TASK STATEMENT
Return, word for word, only the lines of the data below that lie between the line with "serde_json::from_value(questions.clone())" and the line with "let mut correct = 0;", those two lines included.

[INPUT DATA Boundary: Start]

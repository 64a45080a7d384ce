//! Engineering branch portal: reference data, mock exams, and study progress.

pub mod handlers;

use serde::Serialize;
use serde_json::Value;
use sqlx::PgPool;

use crate::errors::AppError;
use crate::models::portal::{MockQuestion, SubjectProgressRow};

pub const MIN_SEMESTER: i32 = 1;
pub const MAX_SEMESTER: i32 = 8;

pub fn validate_semester(semester: i32) -> Result<i32, AppError> {
    if (MIN_SEMESTER..=MAX_SEMESTER).contains(&semester) {
        Ok(semester)
    } else {
        Err(AppError::Validation(format!(
            "semester must be between {MIN_SEMESTER} and {MAX_SEMESTER}"
        )))
    }
}

/// Branch codes are stored upper-case (`CSE`, `ECE`, ...).
pub fn normalize_code(code: &str) -> String {
    code.trim().to_uppercase()
}

// ────────────────────────────────────────────────────────────────────────────
// Mock exams
// ────────────────────────────────────────────────────────────────────────────

/// A mock exam question as shown to a candidate.
#[derive(Debug, Clone, Serialize, PartialEq)]
pub struct PublicQuestion {
    pub index: usize,
    pub question: String,
    pub options: Vec<String>,
    pub marks: u32,
}

#[derive(Debug, Clone, Serialize, PartialEq)]
pub struct ExamScore {
    pub score: u32,
    pub total_marks: u32,
    pub correct: usize,
    pub attempted: usize,
    /// Score over total marks, one decimal place.
    pub percentage: f64,
}

pub fn parse_questions(questions: &Value) -> Result<Vec<MockQuestion>, AppError> {
    serde_json::from_value(questions.clone())
        .map_err(|e| AppError::Internal(anyhow::anyhow!("Malformed mock exam questions: {e}")))
}

pub fn strip_answers(questions: &[MockQuestion]) -> Vec<PublicQuestion> {
    questions
        .iter()
        .enumerate()
        .map(|(index, q)| PublicQuestion {
            index,
            question: q.question.clone(),
            options: q.options.clone(),
            marks: q.marks,
        })
        .collect()
}

/// Scores answers positionally. `None` and out-of-range choices count as unattempted;
/// answers beyond the last question are ignored.
pub fn score_submission(questions: &[MockQuestion], answers: &[Option<usize>]) -> ExamScore {
    let total_marks: u32 = questions.iter().map(|q| q.marks).sum();
    let mut score = 0;
    let mut correct = 0;
    let mut attempted = 0;

    for (question, answer) in questions.iter().zip(answers) {
        let Some(choice) = answer.filter(|&c| c < question.options.len()) else {
            continue;
        };
        attempted += 1;
        if choice == question.correct_answer {
            correct += 1;
            score += question.marks;
        }
    }

    let percentage = if total_marks == 0 {
        0.0
    } else {
        (f64::from(score) * 1000.0 / f64::from(total_marks)).round() / 10.0
    };

    ExamScore {
        score,
        total_marks,
        correct,
        attempted,
        percentage,
    }
}

// ────────────────────────────────────────────────────────────────────────────
// Study progress
// ────────────────────────────────────────────────────────────────────────────

#[derive(Debug, Clone, Serialize)]
pub struct SubjectProgress {
    pub subject_code: String,
    pub completed_topics: Vec<String>,
    pub total_topics: i32,
    pub percent: u32,
}

#[derive(Debug, Clone, Serialize)]
pub struct BranchProgress {
    pub branch_code: String,
    pub subjects: Vec<SubjectProgress>,
    pub overall_percent: u32,
}

/// Adds `topic` unless already present (case-insensitive). Returns whether it was added.
/// Adds one topic to a subject's completed set inside the upsert itself, so
/// concurrent recordings for the same subject never overwrite each other.
/// Topics compare case-insensitively.
const RECORD_TOPIC_SQL: &str = r#"
    INSERT INTO subject_progress (user_email, branch_code, subject_code, completed_topics, total_topics)
    VALUES ($1, $2, $3, ARRAY[$4::TEXT], $5)
    ON CONFLICT (user_email, branch_code, subject_code) DO UPDATE
        SET completed_topics = CASE
                WHEN EXISTS (
                    SELECT 1 FROM unnest(subject_progress.completed_topics) AS done(topic)
                    WHERE lower(done.topic) = lower($4)
                )
                THEN subject_progress.completed_topics
                ELSE array_append(subject_progress.completed_topics, $4::TEXT)
            END,
            total_topics = EXCLUDED.total_topics,
            updated_at = NOW()
    RETURNING *
"#;

pub async fn record_topic(
    db: &PgPool,
    user_email: &str,
    branch_code: &str,
    subject_code: &str,
    topic: &str,
    total_topics: i32,
) -> Result<SubjectProgressRow, sqlx::Error> {
    sqlx::query_as(RECORD_TOPIC_SQL)
        .bind(user_email)
        .bind(branch_code)
        .bind(subject_code)
        .bind(topic.trim())
        .bind(total_topics)
        .fetch_one(db)
        .await
}

pub fn topic_percent(completed: usize, total_topics: i32) -> u32 {
    if total_topics <= 0 {
        return 0;
    }
    let pct = (completed as f64 * 100.0 / f64::from(total_topics)).round() as u32;
    pct.min(100)
}

pub fn branch_progress(branch_code: String, rows: Vec<SubjectProgressRow>) -> BranchProgress {
    let subjects: Vec<SubjectProgress> = rows
        .into_iter()
        .map(|row| SubjectProgress {
            percent: topic_percent(row.completed_topics.len(), row.total_topics),
            subject_code: row.subject_code,
            completed_topics: row.completed_topics,
            total_topics: row.total_topics,
        })
        .collect();

    let overall_percent = if subjects.is_empty() {
        0
    } else {
        let sum: u32 = subjects.iter().map(|s| s.percent).sum();
        (f64::from(sum) / subjects.len() as f64).round() as u32
    };

    BranchProgress {
        branch_code,
        subjects,
        overall_percent,
    }
}

#[cfg(test)]
mod tests {
    use chrono::Utc;
    use serde_json::json;

    use super::*;

    fn question(correct: usize, marks: u32) -> MockQuestion {
        MockQuestion {
            question: "Pick one".to_string(),
            options: vec!["a".into(), "b".into(), "c".into(), "d".into()],
            correct_answer: correct,
            marks,
        }
    }

    fn progress_row(subject: &str, done: &[&str], total: i32) -> SubjectProgressRow {
        SubjectProgressRow {
            id: 1,
            user_email: "s@campus.test".into(),
            branch_code: "CSE".into(),
            subject_code: subject.into(),
            completed_topics: done.iter().map(|s| s.to_string()).collect(),
            total_topics: total,
            updated_at: Utc::now(),
        }
    }

    #[test]
    fn semester_bounds() {
        assert!(validate_semester(1).is_ok());
        assert!(validate_semester(8).is_ok());
        assert!(matches!(validate_semester(0), Err(AppError::Validation(_))));
        assert!(matches!(validate_semester(9), Err(AppError::Validation(_))));
    }

    #[test]
    fn answers_are_hidden_from_candidates() {
        let public = strip_answers(&[question(2, 4)]);
        let rendered = serde_json::to_value(&public).unwrap();
        assert_eq!(rendered[0]["index"], 0);
        assert!(rendered[0].get("correct_answer").is_none());
    }

    #[test]
    fn scoring_counts_marks_attempts_and_percentage() {
        let questions = [question(0, 2), question(1, 3), question(2, 5), question(3, 2)];
        let score = score_submission(&questions, &[Some(0), Some(2), None, Some(3), Some(1)]);
        assert_eq!(
            score,
            ExamScore {
                score: 4,
                total_marks: 12,
                correct: 2,
                attempted: 3,
                percentage: 33.3,
            }
        );
    }

    #[test]
    fn out_of_range_choice_is_unattempted() {
        let score = score_submission(&[question(0, 1)], &[Some(7)]);
        assert_eq!(score.attempted, 0);
        assert_eq!(score.score, 0);
        assert_eq!(score_submission(&[], &[]).percentage, 0.0);
    }

    #[test]
    fn stored_questions_parse() {
        let parsed = parse_questions(&json!([
            {"question": "2+2?", "options": ["3", "4"], "correct_answer": 1, "marks": 1}
        ]))
        .unwrap();
        assert_eq!(parsed[0].correct_answer, 1);
        assert!(parse_questions(&json!({"nope": true})).is_err());
    }

    /// Runs against a real database when `TEST_DATABASE_URL` is set.
    #[tokio::test]
    async fn concurrent_topic_recordings_are_all_kept() {
        let Ok(url) = std::env::var("TEST_DATABASE_URL") else {
            return;
        };
        let pool = crate::db::create_pool(&url).await.unwrap();
        crate::db::ensure_schema(&pool).await.unwrap();
        let email = format!("progress-{}@campus.test", uuid::Uuid::new_v4());

        let topics = ["Stacks", "Queues", "Heaps", "Tries", "Graphs", "Hashing"];
        let mut writes = tokio::task::JoinSet::new();
        for topic in topics {
            let (pool, email) = (pool.clone(), email.clone());
            writes.spawn(async move { record_topic(&pool, &email, "CSE", "CS201", topic, 10).await });
        }
        while let Some(result) = writes.join_next().await {
            result.unwrap().unwrap();
        }

        let row = record_topic(&pool, &email, "CSE", "CS201", " stacks ", 12)
            .await
            .unwrap();
        let mut stored = row.completed_topics.clone();
        stored.sort();
        let mut expected: Vec<String> = topics.iter().map(|t| t.to_string()).collect();
        expected.sort();
        assert_eq!(stored, expected);
        assert_eq!(row.total_topics, 12);
    }

    #[test]
    fn overall_progress_is_mean_of_subjects() {
        let progress = branch_progress(
            "CSE".into(),
            vec![
                progress_row("CS201", &["a", "b"], 4),
                progress_row("CS202", &["a"], 3),
                progress_row("CS203", &[], 0),
            ],
        );
        let percents: Vec<u32> = progress.subjects.iter().map(|s| s.percent).collect();
        assert_eq!(percents, vec![50, 33, 0]);
        assert_eq!(progress.overall_percent, 28);

        assert_eq!(branch_progress("ECE".into(), vec![]).overall_percent, 0);
    }

    #[test]
    fn topic_percent_caps_at_full() {
        assert_eq!(topic_percent(5, 4), 100);
        assert_eq!(topic_percent(1, -2), 0);
    }
}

[INPUT DATA Boundary: End]

THE COMPLETED TASK
    serde_json::from_value(questions.clone())
        .map_err(|e| AppError::Internal(anyhow::anyhow!("Malformed mock exam questions: {e}")))
}

pub fn strip_answers(questions: &[MockQuestion]) -> Vec<PublicQuestion> {
    questions
        .iter()
        .enumerate()
        .map(|(index, q)| PublicQuestion {
            index,
            question: q.question.clone(),
            options: q.options.clone(),
            marks: q.marks,
        })
        .collect()
}

/// Scores answers positionally. `None` and out-of-range choices count as unattempted;
/// answers beyond the last question are ignored.
pub fn score_submission(questions: &[MockQuestion], answers: &[Option<usize>]) -> ExamScore {
    let total_marks: u32 = questions.iter().map(|q| q.marks).sum();
    let mut score = 0;
    let mut correct = 0;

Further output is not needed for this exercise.